What to do ▸
Each record that follows is to be output in full, precisely as written.

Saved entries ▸
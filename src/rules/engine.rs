//! Rule engine: applies every enabled rule to a metric record
//!
//! Rules are evaluated independently in a fixed order (GodClass,
//! LongMethod, DataClass, DeadCode, FeatureEnvy) and all matches are
//! returned. Classification is pure and never fails.

use crate::config::ScanConfig;
use crate::models::{MetricRecord, PredictedSmell, SmellFinding};
use crate::rules::{
    DataClassRule, DeadCodeRule, FeatureEnvyRule, GodClassRule, LongMethodRule, Rule,
};
use tracing::debug;

/// Ordered set of rules
pub struct RuleEngine {
    rules: Vec<Box<dyn Rule>>,
}

impl RuleEngine {
    /// Engine with all five rules at their calibrated thresholds
    pub fn new() -> Self {
        Self {
            rules: default_rules(),
        }
    }

    /// Engine honoring the `[rules.*]` sections of a scan config.
    ///
    /// Disabled rules are dropped; the order of the rest is unchanged.
    pub fn from_config(config: &ScanConfig) -> Self {
        let configured: Vec<Box<dyn Rule>> = vec![
            Box::new(GodClassRule::with_config(
                &config.rule_config("god-class", "S2095"),
            )),
            Box::new(LongMethodRule::with_config(
                &config.rule_config("long-method", "S1067"),
            )),
            Box::new(DataClassRule::with_config(
                &config.rule_config("data-class", "S2093"),
            )),
            Box::new(DeadCodeRule::with_config(
                &config.rule_config("dead-code", "S1604"),
            )),
            Box::new(FeatureEnvyRule::with_config(
                &config.rule_config("feature-envy", "R1031"),
            )),
        ];

        let rules = configured
            .into_iter()
            .filter(|rule| {
                let enabled = config.is_rule_enabled(rule.name(), rule.id());
                if !enabled {
                    debug!("Rule {} ({}) disabled by config", rule.name(), rule.id());
                }
                enabled
            })
            .collect();

        Self { rules }
    }

    /// Rules in evaluation order
    pub fn rules(&self) -> impl Iterator<Item = &dyn Rule> {
        self.rules.iter().map(|r| r.as_ref())
    }

    /// Classify one record, returning every finding in rule order
    pub fn classify(&self, record: &MetricRecord) -> Vec<SmellFinding> {
        self.rules
            .iter()
            .filter_map(|rule| {
                rule.evaluate(record).map(|message| SmellFinding {
                    rule_id: rule.id().to_string(),
                    smell_label: rule.label(),
                    severity: rule.severity(),
                    message,
                    class_name: record.class_name.clone(),
                    file_path: record.file_path.clone(),
                })
            })
            .collect()
    }

    /// Single-label reduction for tools that expect one label per unit
    pub fn predict(&self, record: &MetricRecord) -> PredictedSmell {
        PredictedSmell::from_findings(&self.classify(record))
    }
}

impl Default for RuleEngine {
    fn default() -> Self {
        Self::new()
    }
}

fn default_rules() -> Vec<Box<dyn Rule>> {
    vec![
        Box::new(GodClassRule::new()),
        Box::new(LongMethodRule::new()),
        Box::new(DataClassRule::new()),
        Box::new(DeadCodeRule::new()),
        Box::new(FeatureEnvyRule::new()),
    ]
}

/// Classify a record with the default rule set
pub fn classify(record: &MetricRecord) -> Vec<SmellFinding> {
    RuleEngine::new().classify(record)
}

#[cfg(test)]
mod tests {
    use super::*;
    use crate::extract::extract;
    use crate::models::{Severity, SmellLabel};
    use std::path::Path;

    fn record(wmc: usize, loc: usize, fields: usize, atfd: usize, tcc: usize) -> MetricRecord {
        MetricRecord {
            file_path: "proj/Hub.java".into(),
            class_name: "Hub".into(),
            wmc,
            methods: wmc,
            loc,
            fields,
            atfd,
            tcc,
            noc: 1,
            ..Default::default()
        }
    }

    fn labels(findings: &[SmellFinding]) -> Vec<SmellLabel> {
        findings.iter().map(|f| f.smell_label).collect()
    }

    #[test]
    fn test_rule_order_matches_labels() {
        let engine = RuleEngine::new();
        let order: Vec<SmellLabel> = engine.rules().map(|r| r.label()).collect();
        assert_eq!(order, SmellLabel::ALL.to_vec());
    }

    #[test]
    fn test_classify_is_repeatable() {
        let engine = RuleEngine::new();
        let r = record(20, 200, 15, 6, 2);
        let first = engine.classify(&r);
        for _ in 0..5 {
            assert_eq!(engine.classify(&r), first);
        }
    }

    #[test]
    fn test_god_class_boundary() {
        assert_eq!(
            labels(&classify(&record(16, 101, 13, 0, 0))),
            vec![SmellLabel::GodClass]
        );
        assert!(classify(&record(15, 101, 13, 0, 0)).is_empty());
    }

    #[test]
    fn test_long_method_boundary() {
        let mut r = record(1, 50, 0, 0, 0);
        r.max_method_loc = 41;
        assert_eq!(labels(&classify(&r)), vec![SmellLabel::LongMethod]);
        r.max_method_loc = 40;
        assert!(classify(&r).is_empty());
    }

    #[test]
    fn test_multiple_findings_in_rule_order() {
        let findings = classify(&record(20, 200, 15, 6, 2));
        assert_eq!(
            labels(&findings),
            vec![SmellLabel::GodClass, SmellLabel::FeatureEnvy]
        );
        assert_eq!(findings[0].rule_id, "S2095");
        assert_eq!(findings[0].severity, Severity::Major);
        assert_eq!(findings[0].file_path, "proj/Hub.java");
        assert_eq!(
            findings[1].message,
            "FeatureEnvy: 'Hub' has ATFD=6, TCC=2, WMC=20"
        );
        assert_eq!(
            RuleEngine::new().predict(&record(20, 200, 15, 6, 2)),
            PredictedSmell::Smell(SmellLabel::GodClass)
        );
    }

    #[test]
    fn test_empty_unit_is_clean() {
        let r = extract("", Path::new("Empty.java"));
        assert_eq!((r.methods, r.fields, r.wmc, r.loc), (0, 0, 0, 0));
        assert!(classify(&r).is_empty());
        assert_eq!(RuleEngine::new().predict(&r), PredictedSmell::Clean);
    }

    #[test]
    fn test_from_config_disables_and_overrides() {
        let config: ScanConfig = toml::from_str(
            r#"
[rules.GodClass]
enabled = false

[rules.S2093]
severity = "major"
"#,
        )
        .unwrap();
        let engine = RuleEngine::from_config(&config);
        let ids: Vec<&str> = engine.rules().map(|r| r.id()).collect();
        assert_eq!(ids, vec!["S1067", "S2093", "S1604", "R1031"]);

        assert_eq!(
            labels(&engine.classify(&record(20, 200, 15, 6, 2))),
            vec![SmellLabel::FeatureEnvy]
        );

        let data = engine
            .rules()
            .find(|r| r.label() == SmellLabel::DataClass)
            .unwrap();
        assert_eq!(data.severity(), Severity::Major);
    }
}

Result ▸
filename src/rules/engine.rs
//! Rule engine: applies every enabled rule to a metric record
//!
//! Rules are evaluated independently in a fixed order (GodClass,
//! LongMethod, DataClass, DeadCode, FeatureEnvy) and all matches are
//! returned. Classification is pure and never fails.

use crate::config::ScanConfig;
use crate::models::{MetricRecord, PredictedSmell, SmellFinding};
use crate::rules::{
    DataClassRule, DeadCodeRule, FeatureEnvyRule, GodClassRule, LongMethodRule, Rule,
};
use tracing::debug;

/// Ordered set of rules
pub struct RuleEngine {
    rules: Vec<Box<dyn Rule>>,
}

impl RuleEngine {
    /// Engine with all five rules at their calibrated thresholds
    pub fn new() -> Self {
        Self {
            rules: default_rules(),
        }
    }

    /// Engine honoring the `[rules.*]` sections of a scan config.
    ///
    /// Disabled rules are dropped; the order of the rest is unchanged.
    pub fn from_config(config: &ScanConfig) -> Self {
        let configured: Vec<Box<dyn Rule>> = vec![
            Box::new(GodClassRule::with_config(
                &config.rule_config("god-class", "S2095"),
            )),
            Box::new(LongMethodRule::with_config(
                &config.rule_config("long-method", "S1067"),
            )),
            Box::new(DataClassRule::with_config(
                &config.rule_config("data-class", "S2093"),
            )),
            Box::new(DeadCodeRule::with_config(
                &config.rule_config("dead-code", "S1604"),
            )),
            Box::new(FeatureEnvyRule::with_config(
                &config.rule_config("feature-envy", "R1031"),
            )),
        ];

        let rules = configured
            .into_iter()
            .filter(|rule| {
                let enabled = config.is_rule_enabled(rule.name(), rule.id());
                if !enabled {
                    debug!("Rule {} ({}) disabled by config", rule.name(), rule.id());
                }
                enabled
            })
            .collect();

        Self { rules }
    }

    /// Rules in evaluation order
    pub fn rules(&self) -> impl Iterator<Item = &dyn Rule> {
        self.rules.iter().map(|r| r.as_ref())
    }

    /// Classify one record, returning every finding in rule order
    pub fn classify(&self, record: &MetricRecord) -> Vec<SmellFinding> {
        self.rules
            .iter()
            .filter_map(|rule| {
                rule.evaluate(record).map(|message| SmellFinding {
                    rule_id: rule.id().to_string(),
                    smell_label: rule.label(),
                    severity: rule.severity(),
                    message,
                    class_name: record.class_name.clone(),
                    file_path: record.file_path.clone(),
                })
            })
            .collect()
    }

    /// Single-label reduction for tools that expect one label per unit
    pub fn predict(&self, record: &MetricRecord) -> PredictedSmell {
        PredictedSmell::from_findings(&self.classify(record))
    }
}

impl Default for RuleEngine {
    fn default() -> Self {
        Self::new()
    }
}

fn default_rules() -> Vec<Box<dyn Rule>> {
    vec![
        Box::new(GodClassRule::new()),
        Box::new(LongMethodRule::new()),
        Box::new(DataClassRule::new()),
        Box::new(DeadCodeRule::new()),
        Box::new(FeatureEnvyRule::new()),
    ]
}

/// Classify a record with the default rule set
pub fn classify(record: &MetricRecord) -> Vec<SmellFinding> {
    RuleEngine::new().classify(record)
}

#[cfg(test)]
mod tests {
    use super::*;
    use crate::extract::extract;
    use crate::models::{Severity, SmellLabel};
    use std::path::Path;

    fn record(wmc: usize, loc: usize, fields: usize, atfd: usize, tcc: usize) -> MetricRecord {
        MetricRecord {
            file_path: "proj/Hub.java".into(),
            class_name: "Hub".into(),
            wmc,
            methods: wmc,
            loc,
            fields,
            atfd,
            tcc,
            noc: 1,
            ..Default::default()
        }
    }

    fn labels(findings: &[SmellFinding]) -> Vec<SmellLabel> {
        findings.iter().map(|f| f.smell_label).collect()
    }

    #[test]
    fn test_rule_order_matches_labels() {
        let engine = RuleEngine::new();
        let order: Vec<SmellLabel> = engine.rules().map(|r| r.label()).collect();
        assert_eq!(order, SmellLabel::ALL.to_vec());
    }

    #[test]
    fn test_classify_is_repeatable() {
        let engine = RuleEngine::new();
        let r = record(20, 200, 15, 6, 2);
        let first = engine.classify(&r);
        for _ in 0..5 {
            assert_eq!(engine.classify(&r), first);
        }
    }

    #[test]
    fn test_god_class_boundary() {
        assert_eq!(
            labels(&classify(&record(16, 101, 13, 0, 0))),
            vec![SmellLabel::GodClass]
        );
        assert!(classify(&record(15, 101, 13, 0, 0)).is_empty());
    }

    #[test]
    fn test_long_method_boundary() {
        let mut r = record(1, 50, 0, 0, 0);
        r.max_method_loc = 41;
        assert_eq!(labels(&classify(&r)), vec![SmellLabel::LongMethod]);
        r.max_method_loc = 40;
        assert!(classify(&r).is_empty());
    }

    #[test]
    fn test_multiple_findings_in_rule_order() {
        let findings = classify(&record(20, 200, 15, 6, 2));
        assert_eq!(
            labels(&findings),
            vec![SmellLabel::GodClass, SmellLabel::FeatureEnvy]
        );
        assert_eq!(findings[0].rule_id, "S2095");
        assert_eq!(findings[0].severity, Severity::Major);
        assert_eq!(findings[0].file_path, "proj/Hub.java");
        assert_eq!(
            findings[1].message,
            "FeatureEnvy: 'Hub' has ATFD=6, TCC=2, WMC=20"
        );
        assert_eq!(
            RuleEngine::new().predict(&record(20, 200, 15, 6, 2)),
            PredictedSmell::Smell(SmellLabel::GodClass)
        );
    }

    #[test]
    fn test_empty_unit_is_clean() {
        let r = extract("", Path::new("Empty.java"));
        assert_eq!((r.methods, r.fields, r.wmc, r.loc), (0, 0, 0, 0));
        assert!(classify(&r).is_empty());
        assert_eq!(RuleEngine::new().predict(&r), PredictedSmell::Clean);
    }

    #[test]
    fn test_from_config_disables_and_overrides() {
        let config: ScanConfig = toml::from_str(
            r#"
[rules.GodClass]
enabled = false

[rules.S2093]
severity = "major"
"#,
        )
        .unwrap();
        let engine = RuleEngine::from_config(&config);
        let ids: Vec<&str> = engine.rules().map(|r| r.id()).collect();
        assert_eq!(ids, vec!["S1067", "S2093", "S1604", "R1031"]);

        assert_eq!(
            labels(&engine.classify(&record(20, 200, 15, 6, 2))),
            vec![SmellLabel::FeatureEnvy]
        );

        let data = engine
            .rules()
            .find(|r| r.label() == SmellLabel::DataClass)
            .unwrap();
        assert_eq!(data.severity(), Severity::Major);
    }
}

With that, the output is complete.